> What you need to do: Please transcribe the data exactly, with nothing left out.
━━━━━ Study material ━━━━━
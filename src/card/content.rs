use chrono::{DateTime, NaiveDate, TimeZone};
use percent_encoding::{AsciiSet, NON_ALPHANUMERIC, utf8_percent_encode};
use serde::{Deserialize, Serialize};

use crate::foundation::config::PageContext;

pub const DEFAULT_AMOUNT: &str = "₦300";
pub const DEFAULT_TICKET_ID: &str = "#DR-XXXXXXXX-XXX";
pub const DEFAULT_KIND: &str = "Printed";
pub const DEFAULT_VALID_FOR: &str = "Single Trip";

/// Canonical verification domain used when no page origin is available.
pub const CANONICAL_TICKET_BASE: &str = "https://tickets.ecocruise.org/";

/// Bytes left unescaped in a URI component: alphanumerics and `-_.!~*'()`.
const URI_COMPONENT: &AsciiSet = &NON_ALPHANUMERIC
    .remove(b'-')
    .remove(b'_')
    .remove(b'.')
    .remove(b'!')
    .remove(b'~')
    .remove(b'*')
    .remove(b'\'')
    .remove(b'(')
    .remove(b')');

/// Display date format (`05 Mar 2026`).
pub const DISPLAY_DATE_FORMAT: &str = "%d %b %Y";

/// Values shown on one ticket card.
#[derive(Clone, Debug, PartialEq, Eq, Serialize, Deserialize)]
pub struct TicketContent {
    /// Amount as displayed, currency symbol included.
    pub amount: String,
    pub ticket_id: String,
    /// Authoritative issue date from the backend, already formatted for display.
    pub date_issued: Option<String>,
    pub kind: String,
    pub valid_for: String,
    /// Explicit QR payload; derived from the ticket id when absent.
    pub qr_value: Option<String>,
}

impl Default for TicketContent {
    fn default() -> Self {
        Self {
            amount: DEFAULT_AMOUNT.to_string(),
            ticket_id: DEFAULT_TICKET_ID.to_string(),
            date_issued: None,
            kind: DEFAULT_KIND.to_string(),
            valid_for: DEFAULT_VALID_FOR.to_string(),
            qr_value: None,
        }
    }
}

impl TicketContent {
    /// Content for an issued ticket; `raw_amount` is the amount typed into the form.
    pub fn issued(ticket_id: &str, raw_amount: &str, date_issued: Option<String>) -> Self {
        Self {
            amount: format_amount(raw_amount),
            ticket_id: ticket_id.to_string(),
            date_issued,
            ..Self::default()
        }
    }
}

/// `₦` + amount, defaulting to 300 when the form amount is blank.
pub fn format_amount(raw: &str) -> String {
    let raw = raw.trim();
    if raw.is_empty() {
        DEFAULT_AMOUNT.to_string()
    } else {
        format!("₦{raw}")
    }
}

/// QR payload for a card.
///
/// An explicit value wins. Otherwise the payload links to `<origin>/verify?ticketId=<id>` with the id
/// escaped as a URI component (spaces become `%20`). Without a usable origin it falls back to the
/// canonical domain. A blank ticket id yields an empty payload.
pub fn qr_payload(explicit: Option<&str>, page: &PageContext, ticket_id: &str) -> String {
    if let Some(v) = explicit.filter(|v| !v.is_empty()) {
        return v.to_string();
    }
    if ticket_id.is_empty() {
        return String::new();
    }
    match page.origin().and_then(|o| o.join("/verify").ok()) {
        Some(url) => format!(
            "{}?ticketId={}",
            url.as_str(),
            utf8_percent_encode(ticket_id, URI_COMPONENT)
        ),
        None => format!("{CANONICAL_TICKET_BASE}{ticket_id}"),
    }
}

pub fn format_display_date(date: NaiveDate) -> String {
    date.format(DISPLAY_DATE_FORMAT).to_string()
}

/// Date shown on the card: the backend value when present, otherwise `today`. Never empty.
pub fn display_date(date_issued: Option<&str>, today: NaiveDate) -> String {
    match date_issued.map(str::trim).filter(|d| !d.is_empty()) {
        Some(d) => d.to_string(),
        None => format_display_date(today),
    }
}

/// Format a backend RFC 3339 timestamp as a display date in `tz`.
pub fn format_issue_date_iso<Tz: TimeZone>(iso: &str, tz: &Tz) -> Option<String> {
    let parsed = DateTime::parse_from_rfc3339(iso.trim()).ok()?;
    Some(format_display_date(parsed.with_timezone(tz).date_naive()))
}

#[cfg(test)]
#[path = "../../tests/unit/card/content.rs"]
mod tests;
━━━━━
> Exercise answer:
filename src/card/content.rs
use chrono::{DateTime, NaiveDate, TimeZone};
use percent_encoding::{AsciiSet, NON_ALPHANUMERIC, utf8_percent_encode};
use serde::{Deserialize, Serialize};

use crate::foundation::config::PageContext;

pub const DEFAULT_AMOUNT: &str = "₦300";
pub const DEFAULT_TICKET_ID: &str = "#DR-XXXXXXXX-XXX";
pub const DEFAULT_KIND: &str = "Printed";
pub const DEFAULT_VALID_FOR: &str = "Single Trip";

/// Canonical verification domain used when no page origin is available.
pub const CANONICAL_TICKET_BASE: &str = "https://tickets.ecocruise.org/";

/// Bytes left unescaped in a URI component: alphanumerics and `-_.!~*'()`.
const URI_COMPONENT: &AsciiSet = &NON_ALPHANUMERIC
    .remove(b'-')
    .remove(b'_')
    .remove(b'.')
    .remove(b'!')
    .remove(b'~')
    .remove(b'*')
    .remove(b'\'')
    .remove(b'(')
    .remove(b')');

/// Display date format (`05 Mar 2026`).
pub const DISPLAY_DATE_FORMAT: &str = "%d %b %Y";

/// Values shown on one ticket card.
#[derive(Clone, Debug, PartialEq, Eq, Serialize, Deserialize)]
pub struct TicketContent {
    /// Amount as displayed, currency symbol included.
    pub amount: String,
    pub ticket_id: String,
    /// Authoritative issue date from the backend, already formatted for display.
    pub date_issued: Option<String>,
    pub kind: String,
    pub valid_for: String,
    /// Explicit QR payload; derived from the ticket id when absent.
    pub qr_value: Option<String>,
}

impl Default for TicketContent {
    fn default() -> Self {
        Self {
            amount: DEFAULT_AMOUNT.to_string(),
            ticket_id: DEFAULT_TICKET_ID.to_string(),
            date_issued: None,
            kind: DEFAULT_KIND.to_string(),
            valid_for: DEFAULT_VALID_FOR.to_string(),
            qr_value: None,
        }
    }
}

impl TicketContent {
    /// Content for an issued ticket; `raw_amount` is the amount typed into the form.
    pub fn issued(ticket_id: &str, raw_amount: &str, date_issued: Option<String>) -> Self {
        Self {
            amount: format_amount(raw_amount),
            ticket_id: ticket_id.to_string(),
            date_issued,
            ..Self::default()
        }
    }
}

/// `₦` + amount, defaulting to 300 when the form amount is blank.
pub fn format_amount(raw: &str) -> String {
    let raw = raw.trim();
    if raw.is_empty() {
        DEFAULT_AMOUNT.to_string()
    } else {
        format!("₦{raw}")
    }
}

/// QR payload for a card.
///
/// An explicit value wins. Otherwise the payload links to `<origin>/verify?ticketId=<id>` with the id
/// escaped as a URI component (spaces become `%20`). Without a usable origin it falls back to the
/// canonical domain. A blank ticket id yields an empty payload.
pub fn qr_payload(explicit: Option<&str>, page: &PageContext, ticket_id: &str) -> String {
    if let Some(v) = explicit.filter(|v| !v.is_empty()) {
        return v.to_string();
    }
    if ticket_id.is_empty() {
        return String::new();
    }
    match page.origin().and_then(|o| o.join("/verify").ok()) {
        Some(url) => format!(
            "{}?ticketId={}",
            url.as_str(),
            utf8_percent_encode(ticket_id, URI_COMPONENT)
        ),
        None => format!("{CANONICAL_TICKET_BASE}{ticket_id}"),
    }
}

pub fn format_display_date(date: NaiveDate) -> String {
    date.format(DISPLAY_DATE_FORMAT).to_string()
}

/// Date shown on the card: the backend value when present, otherwise `today`. Never empty.
pub fn display_date(date_issued: Option<&str>, today: NaiveDate) -> String {
    match date_issued.map(str::trim).filter(|d| !d.is_empty()) {
        Some(d) => d.to_string(),
        None => format_display_date(today),
    }
}

/// Format a backend RFC 3339 timestamp as a display date in `tz`.
pub fn format_issue_date_iso<Tz: TimeZone>(iso: &str, tz: &Tz) -> Option<String> {
    let parsed = DateTime::parse_from_rfc3339(iso.trim()).ok()?;
    Some(format_display_date(parsed.with_timezone(tz).date_naive()))
}

#[cfg(test)]
#[path = "../../tests/unit/card/content.rs"]
mod tests;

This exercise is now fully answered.